By the time James and Johansen met, Bainbridge Prepares was already unknowingly modeling parts of the BANI+ framework. During the COVID pandemic, “if we were really brittle and rigid in thinking, ‘No, we can only use our volunteer corps just for earthquake
response and nothing else,’…we would have lost the opportunity to be of service to all of Kitsap County,” James said. Instead, volunteers’ “bendability” allowed Bainbridge Prepares to host vaccine clinics and fill supply shortages.
Pre-Johansen, Bainbridge Prepares also practiced both neuroflexibility—the ability to improvise—and interconnectedness. Volunteers often conducted tabletop exercises, running through emergency situations and potential responses. (Bainbridge Prepares still conducts these exercises, sometimes bringing them off the tabletop and into live simulations.) Meanwhile, through
connecting volunteers from diverse organizations, Bainbridge Prepares recently passed United Way to become Kitsap’s largest service organization.

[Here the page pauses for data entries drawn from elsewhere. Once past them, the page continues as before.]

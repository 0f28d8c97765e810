//! Enrollment CLI - Command-line interface for the Enrollment Engine

use anyhow::{Context, Result};
use clap::{Parser, Subcommand};
use colored::Colorize;
use serde::{Deserialize, Serialize};
use serde_json::{json, Value};
use tabled::{Table, Tabled};

const DEFAULT_RPC_URL: &str = "http://127.0.0.1:9630";

#[derive(Parser)]
#[command(name = "enroll")]
#[command(about = "Enrollment Engine CLI", long_about = None)]
#[command(version)]
struct Cli {
    #[command(subcommand)]
    command: Commands,

    /// RPC server URL
    #[arg(long, env = "ENROLLMENT_RPC_URL", default_value = DEFAULT_RPC_URL)]
    rpc_url: String,
}

#[derive(Subcommand)]
enum Commands {
    /// Queue an enrollment request
    Submit {
        /// Student ID
        #[arg(short, long)]
        student: i64,

        /// Course offering ID
        #[arg(short, long)]
        course: i64,

        /// Caller-supplied correlation ID
        #[arg(long)]
        correlation_id: Option<String>,

        /// Block until the job finishes
        #[arg(short, long)]
        wait: bool,
    },

    /// Drop an enrollment (promotes the head of the waitlist)
    Drop {
        /// Enrollment ID
        enrollment_id: i64,

        /// Student who owns the enrollment
        #[arg(short, long)]
        student: i64,
    },

    /// Show the state of a job
    Status {
        /// Job ID
        job_id: String,

        /// Wait up to this many milliseconds for the job to finish
        #[arg(short, long)]
        wait: Option<u64>,
    },

    /// Cancel a job that has not been picked up yet
    Cancel {
        /// Job ID
        job_id: String,
    },

    /// Show the waitlist of a course
    Waitlist {
        /// Course offering ID
        course_id: i64,
    },

    /// Show queue statistics
    Stats,

    /// Move a failed job back to the queue
    Retry {
        /// Job ID
        job_id: String,
    },

    /// Purge old completed and failed jobs
    Clean,
}

/// Wait used by `submit --wait` (server caps long polls at 30s)
const SUBMIT_WAIT_MS: u64 = 30_000;

#[derive(Serialize)]
struct JsonRpcRequest {
    jsonrpc: String,
    method: String,
    params: Value,
    id: u64,
}

#[derive(Deserialize)]
struct JsonRpcResponse {
    result: Option<Value>,
    error: Option<JsonRpcError>,
}

#[derive(Deserialize)]
struct JsonRpcError {
    code: i32,
    message: String,
}

#[derive(Deserialize, Tabled)]
struct SubmitResult {
    job_id: String,
    state: String,
    enqueued_at: i64,
    estimated_wait_secs: i64,
}

#[derive(Deserialize)]
struct WaitlistResult {
    entries: Vec<WaitlistRow>,
}

#[derive(Deserialize, Tabled)]
struct WaitlistRow {
    position: i32,
    student_id: i64,
    enrollment_id: i64,
    since: i64,
}

#[derive(Tabled)]
struct Field {
    field: String,
    value: String,
}

impl Field {
    fn new(field: &str, value: impl ToString) -> Self {
        Self {
            field: field.to_string(),
            value: value.to_string(),
        }
    }
}

async fn call_rpc(url: &str, method: &str, params: Value) -> Result<Value> {
    let request = JsonRpcRequest {
        jsonrpc: "2.0".to_string(),
        method: method.to_string(),
        params,
        id: 1,
    };

    let client = reqwest::Client::new();
    let response: JsonRpcResponse = client
        .post(url)
        .json(&request)
        .send()
        .await
        .context("Failed to connect to daemon")?
        .json()
        .await
        .context("Failed to parse response")?;

    if let Some(error) = response.error {
        anyhow::bail!("RPC error ({}): {}", error.code, error.message);
    }

    response
        .result
        .ok_or_else(|| anyhow::anyhow!("No result in response"))
}

/// Render a JSON scalar without quotes; null becomes "-"
fn display(value: &Value) -> String {
    match value {
        Value::Null => "-".to_string(),
        Value::String(s) => s.clone(),
        other => other.to_string(),
    }
}

fn print_status(status: &Value) {
    let state = display(&status["state"]);
    let colored_state = match state.as_str() {
        "completed" => state.green().bold(),
        "failed" => state.red().bold(),
        "stalled" => state.yellow().bold(),
        _ => state.cyan().bold(),
    };
    println!("{} {}", "Job".bold(), display(&status["job_id"]));
    println!("  {} {}", "State:".bold(), colored_state);
    println!();

    let mut rows = vec![
        Field::new("student_id", display(&status["student_id"])),
        Field::new("course_id", display(&status["course_id"])),
        Field::new(
            "attempts",
            format!(
                "{}/{}",
                display(&status["attempts"]),
                display(&status["max_attempts"])
            ),
        ),
        Field::new("enqueued_at", display(&status["enqueued_at"])),
    ];
    if !status["jobs_ahead"].is_null() {
        rows.push(Field::new("jobs_ahead", display(&status["jobs_ahead"])));
    }
    if let Some(outcome) = status["outcome"].as_object() {
        rows.push(Field::new("enrollment_id", display(&outcome["enrollment_id"])));
        rows.push(Field::new("enrollment", display(&outcome["status"])));
        if let Some(position) = outcome.get("waitlist_position").filter(|v| !v.is_null()) {
            rows.push(Field::new("waitlist_position", display(position)));
        }
    }
    if let Some(failure) = status["failure"].as_object() {
        rows.push(Field::new("failure", display(&failure["kind"])));
        rows.push(Field::new("reason", display(&failure["reason"])));
    }
    if !status["last_error"].is_null() {
        rows.push(Field::new("last_error", display(&status["last_error"])));
    }
    if !status["finished_at"].is_null() {
        rows.push(Field::new("finished_at", display(&status["finished_at"])));
    }

    println!("{}", Table::new(rows));
}

#[tokio::main]
async fn main() -> Result<()> {
    let cli = Cli::parse();

    match cli.command {
        Commands::Submit {
            student,
            course,
            correlation_id,
            wait,
        } => {
            let params = json!({
                "student_id": student,
                "course_id": course,
                "correlation_id": correlation_id,
            });

            let result = call_rpc(&cli.rpc_url, "enrollment.submit.v1", params).await?;
            let submitted: SubmitResult = serde_json::from_value(result)?;
            let job_id = submitted.job_id.clone();

            println!("{}", "✓ Enrollment request queued".green().bold());
            println!();
            println!("{}", Table::new(vec![submitted]));

            if wait {
                println!();
                let params = json!({ "job_id": job_id, "wait_ms": SUBMIT_WAIT_MS });
                let status = call_rpc(&cli.rpc_url, "enrollment.status.v1", params).await?;
                print_status(&status);
            }
        }

        Commands::Drop {
            enrollment_id,
            student,
        } => {
            let params = json!({
                "enrollment_id": enrollment_id,
                "student_id": student,
            });

            let result = call_rpc(&cli.rpc_url, "enrollment.drop.v1", params).await?;

            println!(
                "{}",
                format!("✓ Enrollment {} dropped", enrollment_id).green().bold()
            );
            match result["promoted"].as_object() {
                Some(promoted) => println!(
                    "  {} student {} (enrollment {}) promoted from the waitlist",
                    "↑".green(),
                    display(&promoted["student_id"]),
                    display(&promoted["enrollment_id"])
                ),
                None => println!("  ○ Waitlist empty, seat released"),
            }
        }

        Commands::Status { job_id, wait } => {
            let params = json!({ "job_id": job_id, "wait_ms": wait });
            let status = call_rpc(&cli.rpc_url, "enrollment.status.v1", params).await?;
            print_status(&status);
        }

        Commands::Cancel { job_id } => {
            let params = json!({ "job_id": job_id });

            call_rpc(&cli.rpc_url, "enrollment.cancel.v1", params).await?;

            println!("{}", format!("✓ Job {} cancelled", job_id).green().bold());
        }

        Commands::Waitlist { course_id } => {
            let params = json!({ "course_id": course_id });
            let result = call_rpc(&cli.rpc_url, "enrollment.waitlist.v1", params).await?;
            let waitlist: WaitlistResult = serde_json::from_value(result)?;

            println!("{}", format!("Waitlist for course {}", course_id).cyan().bold());
            println!();
            if waitlist.entries.is_empty() {
                println!("{}", "No students waiting".yellow());
            } else {
                println!("{}", Table::new(waitlist.entries));
            }
        }

        Commands::Stats => {
            println!("{}", "Queue Status".cyan().bold());
            println!();

            match call_rpc(&cli.rpc_url, "admin.stats.v1", json!([])).await {
                Ok(stats) => {
                    println!("  {} {}", "RPC URL:".bold(), cli.rpc_url);
                    println!("  {} {}", "Status:".bold(), "ONLINE".green());
                    println!();
                    println!("  {} {}", "Total Jobs:".bold(), stats["total"]);
                    println!("  {} {}", "Waiting:".bold(), stats["waiting"]);
                    println!("  {} {}", "Delayed:".bold(), stats["delayed"]);
                    println!("  {} {}", "Active:".bold(), stats["active"]);
                    println!("  {} {}", "Stalled:".bold(), stats["stalled"]);
                    println!("  {} {}", "Completed:".bold(), stats["completed"]);
                    println!("  {} {}", "Failed:".bold(), stats["failed"]);
                    println!();
                    println!("  {} {} seconds", "Uptime:".bold(), stats["uptime_seconds"]);
                }
                Err(e) => {
                    println!("  {} {}", "Status:".bold(), "ERROR".red());
                    println!("  {} {}", "Error:".bold(), e);
                }
            }
        }

        Commands::Retry { job_id } => {
            let params = json!({ "job_id": job_id });
            let result = call_rpc(&cli.rpc_url, "admin.retry.v1", params).await?;

            println!(
                "{}",
                format!("✓ Job {} requeued ({})", job_id, display(&result["state"]))
                    .green()
                    .bold()
            );
        }

        Commands::Clean => {
            println!("{}", "Purging finished jobs...".cyan().bold());
            println!();

            match call_rpc(&cli.rpc_url, "admin.clean.v1", json!([])).await {
                Ok(result) => {
                    println!("  {} {} completed jobs deleted", "✓".green(), result["completed"]);
                    println!("  {} {} failed jobs deleted", "✓".green(), result["failed"]);
                }
                Err(e) => {
                    println!("  {} Clean failed: {}", "✗".red(), e);
                }
            }
        }
    }

    Ok(())
}

#[cfg(test)]
mod tests {
    use super::*;
    use clap::CommandFactory;

    #[test]
    fn test_cli_definition_is_valid() {
        Cli::command().debug_assert();
    }

    #[test]
    fn test_parse_submit_with_wait() {
        let cli = Cli::try_parse_from(["enroll", "submit", "-s", "7", "-c", "42", "--wait"]).unwrap();
        match cli.command {
            Commands::Submit {
                student,
                course,
                wait,
                correlation_id,
            } => {
                assert_eq!(student, 7);
                assert_eq!(course, 42);
                assert!(wait);
                assert!(correlation_id.is_none());
            }
            _ => panic!("expected submit"),
        }
    }

    #[test]
    fn test_display_strips_quotes_and_nulls() {
        assert_eq!(display(&json!("waiting")), "waiting");
        assert_eq!(display(&json!(3)), "3");
        assert_eq!(display(&Value::Null), "-");
    }
}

Johansen’s guidance provided a vocabulary for what Bainbridge Prepares was already doing. It also gave rise to new collaborations. Bainbridge Prepares, the city and the fire department work closely together, but have long had separate strategic five-year plans. Johansen’s emphasis on interconnectedness helped coordinate those plans.
“Much of that has been inspired by conversations with Bob,” James said. “That’s exciting.”
These days, Johansen is consulting on James’ new venture, a nonprofit called Prepare Your Community that would bring Bainbridge Prepares’ organizational model to towns across the country.
Collectively and separately, Johansen and James have imagined and worked toward a more prepared Bainbridge. But both men emphasize that preparedness is more than just war games and forecasting. In Johansen’s words, it’s about “flipping the negative to positive.”
“If we approach building community resilience through love, we end up creating a town that’s more enjoyable to live in,” James added. “Even if the earthquake doesn’t happen.”